I worked the past 14 years in the MySQL Performance & QA team in Oracle. Like many others I was recently laid off. I thought of sharing my experience of how we use continuous benchmarking to prevent performance regressions in MySQL releases. In my opinion the system we built over the years, was quite effective in preventing many regressions from reaching GA releases.

We had very robust structure of continuous benchmarking for MySQL Server, and for MySQL in OCI cloud, for trunk (what in git is called “main” or “master”, but “trunk” is what it was called in bzr and cvs, which MySQL used before git existed) and the latest LTS release (which in my time was 8.4), and we supported both Oracle Linux and Windows platform.

We developed a dashboard through which we were keeping track of performance of nightly builds for trunk and 8.4. In the dashboard we have details like test-name, type of test – daily/weekly test, platform (linux/windows), commit of the build and difference in percentage, negative or positive, with respect to a baseline result. The baseline we would set periodically to some recent build, that had been triaged and well understood, or maybe because the infrastructure was reconfigured, or after regressions had been fixed.

Something like this:

TestScheduleBranchPlatform2026-03-152026-03-162026-03-172026-03-182026-03-19
Point-selectDailytrunkLinux+0.5+6.0+6.0+6.1+5.9
Point-selectDailytrunkWindows+0.2-4.0-4.0-4.1-4.2

(The above is just an example with fake numbers, as the dashboard isn’t public.)

As we can see that regression in windows started from 16/03 and it stayed for few days that means definitely, regression in windows and gain in linux for point-select test of sysbench introduced in daily-trunk of 16/03/26 nightly build. Nightly build is just all commits for day is combined into a single test run build was created. Since performance benchmarks run longer and on larger instances than QA tests, it is common that many benchmarks aren’t run for every commit. But for a large project like MySQL, daily/nightly is a good frequency.

Next step would then be to reproduce the regression on similar hardware to rule out environment change which is most unlikely, but better to rule out. In fact, if a performance regression only happens on one kind of hardware it might not be a real regression at all or in any case is not worth optimizing for just one type of CPU, cache size, and so on… But if we can reproduce the regression on my workstation and then on the developers workstation, then there is some clear problem that affects everybody and is not caused by the environment.

If it is reproduced then using git bisect good and git bisect bad , technique we were able to track down commit caused gain/regression in just 1 day.

Yes, someone has to watch this dashboard to make a judgmental call like it’s real regression/gain and not an environmental issue that goes away the next day. So in a team of 3 performance engineers we had a quarterly rotation to watch the dashboard.

Consider, instead, a situation like this.

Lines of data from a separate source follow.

use std::net::IpAddr;
use std::sync::Arc;

use async_trait::async_trait;
use tokio::time::Duration;

use crate::{Error, Result};

// Discovery answers fast or not at all.
const RESOLVE_TIMEOUT: Duration = Duration::from_secs(1);

/// Host resolution for trunk dialing.
///
/// The multicast discovery service implements this; so does plain DNS. Used
/// to find `.local` peers that the system resolver cannot see.
#[async_trait]
pub trait Resolve: Send + Sync {
	async fn resolve(&self, host: &str) -> Result<IpAddr>;
}

/// Resolution through the operating system's DNS.
pub struct DnsResolver;

#[async_trait]
impl Resolve for DnsResolver {
	async fn resolve(&self, host: &str) -> Result<IpAddr> {
		let mut addrs = tokio::net::lookup_host((host, 0))
			.await
			.map_err(|err| Error::Resolve(err.to_string()))?;

		addrs
			.next()
			.map(|addr| addr.ip())
			.ok_or_else(|| Error::Resolve(format!("no addresses for {host}")))
	}
}

/// Queries a primary resolver with a bounded deadline and falls back to DNS
/// when it is absent, slow, or empty-handed.
pub struct FallbackResolver {
	primary: Option<Arc<dyn Resolve>>,
	fallback: DnsResolver,
}

impl FallbackResolver {
	pub fn new(primary: Option<Arc<dyn Resolve>>) -> Self {
		Self {
			primary,
			fallback: DnsResolver,
		}
	}
}

#[async_trait]
impl Resolve for FallbackResolver {
	async fn resolve(&self, host: &str) -> Result<IpAddr> {
		if let Some(primary) = &self.primary {
			match tokio::time::timeout(RESOLVE_TIMEOUT, primary.resolve(host)).await {
				Ok(Ok(addr)) => return Ok(addr),
				Ok(Err(err)) => tracing::debug!(%host, ?err, "primary resolution failed"),
				Err(_) => tracing::debug!(%host, "primary resolution timed out"),
			}
		}

		self.fallback.resolve(host).await
	}
}
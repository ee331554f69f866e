mod gateway_service;

pub use gateway_service::*;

Test nameScheduleBranchPlatform2026-02-122026-05-12
Point-selectGA ReleaseRelease-9.xLinux0.5+6.9
Point-selectGA ReleaseRelease-9.xWindows0.2-4.0

If we only focus on performance before (or after…) a release:

  1. You have, 90 days builds to use to hunt down the issue.
  2. You have, limited time to release so any regression/gain hunting difficult to do during release and can be done only after release. If problem, is easy it can be fixed during release time but if it is complex than fix will go post release , as bug fix. And often performance bugs are not easy
  3. This means , if this release, with a known regression, is deployed in production like on cloud or live production then its a risk and it needs to be patched later which has high cost. And if a customer is affected and reports this bug, we might not be able to fix it very quickly.

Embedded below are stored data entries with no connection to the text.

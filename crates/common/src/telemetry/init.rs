use anyhow::Result;
use tracing::info;
use tracing_subscriber::{EnvFilter, layer::SubscriberExt, util::SubscriberInitExt};

use super::TelemetryConfig;

/// Initialize tracing with structured JSON output
///
/// The filter comes from RUST_LOG when set, otherwise from the configured
/// log level. Must only be called once per process.
pub fn init_telemetry(config: &TelemetryConfig) -> Result<()> {
    let env_filter =
        EnvFilter::try_from_default_env().unwrap_or_else(|_| EnvFilter::new(&config.log_level));

    let fmt_layer = tracing_subscriber::fmt::layer()
        .json()
        .with_span_list(true)
        .with_current_span(true);

    tracing_subscriber::registry()
        .with(env_filter)
        .with(fmt_layer)
        .init();

    info!(service = %config.service_name, "Telemetry initialized");

    Ok(())
}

In my view this kind of approach where performance issues are mostly in focus during release or post-release is not right approach. As pro-active approach issue should be identified before the release, not during or after the release. Preferably even well before the release testing starts – when the patch containing a regression is merged. (Or ideally, it is not merged at all.)

We have uncovered many issues which helped to keep in check the quality of MySQL in OCI cloud or MySQL Server. Whether it was a new feature like new DDL, or new redolog, or refactoring of undo, or new threadpool implementation, or bug fixes, our continuous benchmarking process with the above dashboard has definitely helped MySQL to keep in check the performance.

In our dashboard we provided a way to go back and see historical data also and see trendline.

The main thing that could be improved in this system is that it’s still fairly labor intensive. It requires a performance specialist to triage the results and also for the reproduction and analysis.

Discovering Nyrkiö

I found Nyrkiö addressing this issue in very easy manner. It’s a SaaS based solution and you can keep adding test cases when you require more test coverage. It’s easy to setup, using curl and standard REST calls with a JSON payload. I have tried a POC which gave me steady results which I can trust with no noise in the result.

Here is the snippet of sysbench’s oltp-ro test on 16 core client with 16 threads.

  • As you can see latency graph is very stable. The variation is +/- 20 microseconds, which is actually limited by how sysbench measures time rather than the Nyrkiö test runner.
  • If you click each point, you can see the commit and go directly into commit change.

Nyrkiö allows users to publish their results. The above graph you can see here.

You can either test for each commit or nightly build in your own github.
You will have historically data points in trendline to see when the gain or regression started happening and which commit caused it.

With automated change detection you can identify issues much before your code bloats and hunting will take time.

One good thing about Nyrkiö were the Nyrkiö 3rd party runners for Github, which are servers configured to minimize noise caused by the infrastructure. This means you have better quality data to work with from the start and giving us
clear trendline to make out when gain/regression happened.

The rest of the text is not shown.